Много званых — страница 48 из 107

За изодранным пологом звучали голоса остяков – злые крики, ругань, рыданья и вопли женщин. Гавкали собаки. Филофей лежал, пытаясь понять, что произошло. Остяки напали на его людей. Кого-то убили. У остяков были старинные ружья – откуда они?.. И ещё остяки вопили «бисмилла!»…

Полог зашевелился, блеснул свет, в чум вошёл какой-то человек и молча уселся рядом с Филофеем. Это был князь Певлора Пантила Алачеев.

– Что здесь случилось, князь Пантила? – помедлив, спросил Филофей.

– Я не князь. В Певлоре теперь князь Ахута Лыгочин, – сердито сказал Пантила. – Меня прогнали.

– А где мои люди?

– Живые убежали в лодку и уплыли.

Значит, отступили, оставив его… Филофею горько было это слышать.

– Многих вы убили?

– Умерли два.

– Кто?

– Имена я не знаю.

Филофей закрыл глаза и вполголоса начал читать «Отче наш».

– Ты прогнал наших богов, а своего не дал, – перебил Пантила с болью в голосе. – Зачем так? На пустое место пришли бухарцы. И теперь Певлор принял их веру – луну, а не крест.

– Это луна варваров. Певлор ошибся.

– Зато бог бухарцев добрее. Бухарцы будут торговать.

– Я тоже вёз для вас подарки и на три года освободил бы от ясака, – сказал Филофей и задумчиво добавил. – Но я опоздал, князь Пантила.

– Значит, бог бухарцев обманул вашего бога. Он хитрее.

– Хитрость – оружие слабых, – Филофей смотрел в дыру в верхушке чума. – А я вёл вас к самому сильному богу. Сибирью владеет русский царь, а не хан бухарцев. Разве русский царь стал бы молиться слабому богу?

– Пусть тогда твой сильный бог спасёт тебя! – рассердился Пантила.

– Я уже спасён, – спокойно ответил Филофей.

Он догадался, что остяки переступили черту и дальше не остановятся.

– Что вы хотите сделать со мной?

– Ахута взбесился, как барсук. Он отдал свой старый чум, чтобы сжечь тебя, растоптать угли и бросить в Обь.

Филофея передёрнуло под верёвками. Вот, значит, что ему уготовили…

– Ты тоже будешь жечь меня, Пантила?

– Я не буду! – крикнул Пантила и встал. – Я не говорил бухарцам их священные слова, я не ходил стрелять по твоим людям, я не буду жечь тебя! Я не хочу этого! Но я ничего не могу изменить!

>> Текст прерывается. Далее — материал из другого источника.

use std::path::Path;

use console::style;
use miette::Result;
use serde_json::{Map, Value};

use conga_tera::collector::DataCollector;
use conga_tera::config::load_config;
use conga_tera::error::ViewError;

const CLI_PROFILER_ID: &str = "cli";

pub fn run(template: String, config: String, data: Vec<String>, profile: bool) -> Result<()> {
    let mut loaded = load_config(Path::new(&config))?;
    if profile && !loaded.config.twig.profiler_enabled() {
        loaded.config.twig.profiler = Some(conga_tera::config::ProfilerSetting::Flag(true));
    }

    let data = parse_data(data)?;
    let (_, engine) = conga_tera::boot_from_config(&loaded)?;

    let rendered = engine.render(&template, &data, Some(CLI_PROFILER_ID));

    if profile {
        if let Some(collector) = engine.collector() {
            let collected = collector
                .collect_data(CLI_PROFILER_ID)
                .map_err(|e| miette::miette!("serializing profile: {e}"))?;
            if let Some(collected) = collected {
                let json = serde_json::to_string_pretty(&collected)
                    .map_err(|e| miette::miette!("serializing profile: {e}"))?;
                eprintln!("{}", style("Template profile:").bold());
                eprintln!("{json}");
            }
        }
    }

    println!("{}", rendered?);
    Ok(())
}

/// Turn `key=value` pairs into a JSON object. Values that parse as JSON keep
/// their type; anything else is a string.
fn parse_data(pairs: Vec<String>) -> std::result::Result<Value, ViewError> {
    let mut data = Map::new();
    for pair in pairs {
        let Some((key, raw)) = pair.split_once('=') else {
            return Err(ViewError::InvalidData { input: pair });
        };
        let value = serde_json::from_str(raw).unwrap_or_else(|_| Value::String(raw.to_string()));
        data.insert(key.to_string(), value);
    }
    Ok(Value::Object(data))
}

#[cfg(test)]
mod tests {
    use super::*;

    #[test]
    fn parse_data_keeps_json_types() {
        let data = parse_data(vec![
            "name=world".into(),
            "count=3".into(),
            "flags=[true,false]".into(),
            "eq=a=b".into(),
        ])
        .unwrap();
        assert_eq!(data["name"], "world");
        assert_eq!(data["count"], 3);
        assert_eq!(data["flags"], serde_json::json!([true, false]));
        assert_eq!(data["eq"], "a=b");
    }

    #[test]
    fn parse_data_rejects_missing_equals() {
        let err = parse_data(vec!["oops".into()]).unwrap_err();
        assert!(matches!(err, ViewError::InvalidData { input } if input == "oops"));
    }
}
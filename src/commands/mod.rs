pub mod check;
pub mod render;
pub mod resolve;
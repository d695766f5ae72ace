use walkdir::WalkDir;

use crate::boot_from_config;
use crate::config::LoadedConfig;
use crate::error::{error_chain, Result};
use crate::namespace::{TEMPLATE_SUFFIX, VIEWS_SUBDIR};

/// Result of validating every bundle's templates.
pub struct CheckResult {
    pub bundle_count: usize,
    pub template_count: usize,
    pub warnings: Vec<String>,
    pub errors: Vec<String>,
}

/// Load every `*.html.twig` under each bundle's views directory.
pub fn check_bundles(loaded: &LoadedConfig) -> Result<CheckResult> {
    let mut loaded = loaded.clone();
    loaded.config.twig.profiler = None;
    let (_, engine) = boot_from_config(&loaded)?;

    let mut warnings = Vec::new();
    let mut errors = Vec::new();
    let mut template_count = 0;

    if loaded.config.bundles.is_empty() {
        warnings.push("No bundles configured in [bundles]".to_string());
    }

    for (bundle, dir) in &loaded.config.bundles {
        let views = dir.join(VIEWS_SUBDIR);
        if !views.is_dir() {
            warnings.push(format!(
                "Bundle '{bundle}' has no {VIEWS_SUBDIR} directory ({})",
                views.display()
            ));
            continue;
        }

        for entry in WalkDir::new(&views)
            .sort_by_file_name()
            .into_iter()
            .filter_map(|e| e.ok())
            .filter(|e| e.file_type().is_file())
        {
            let Ok(rel_path) = entry.path().strip_prefix(&views) else {
                continue;
            };
            let rel = rel_path
                .components()
                .map(|c| c.as_os_str().to_string_lossy())
                .collect::<Vec<_>>()
                .join("/");
            if !rel.ends_with(TEMPLATE_SUFFIX) {
                continue;
            }

            template_count += 1;
            let namespace = format!("{bundle}:{rel}");
            if let Err(e) = engine.load(&namespace) {
                errors.push(format!("{namespace}: {}", error_chain(&e)));
            }
        }
    }

    Ok(CheckResult {
        bundle_count: loaded.config.bundles.len(),
        template_count,
        warnings,
        errors,
    })
}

Филофей лежал один и думал, что скоро умрёт. Свою вторую жизнь, дарованную ему после болезни, он прожил хорошо, верно, хотя и не заметил, как она пролетела, но второй раз крыла Гавриила над ним уже не захлопают. Он умрёт обыденно, без всякого подвига. Его, привязанного к бревну, просто сожгут в чуме на берегу Оби, как в «тёмном доме» сожгли труп шамана Хемьюги. Он не сможет ничего сказать, ничего завещать. Да и ладно.

Дверь уже открыта. Он знает, что ждёт его там, за чертой, но всё равно его трясёт от ужаса. Страх смерти и есть знамение того, что Благая Весть – в самой обыденности. Эту Весть хочется слушать вечно, как дитю хочется вечно сидеть на коленях у бабушки и слушать её сказки. Конечно, там, за чертой, господь сотворит его снова из пустоты, соберёт из рассеянной пыли, возродит из чужой доброй памяти. Но он будет уже не дитём, а сказкой.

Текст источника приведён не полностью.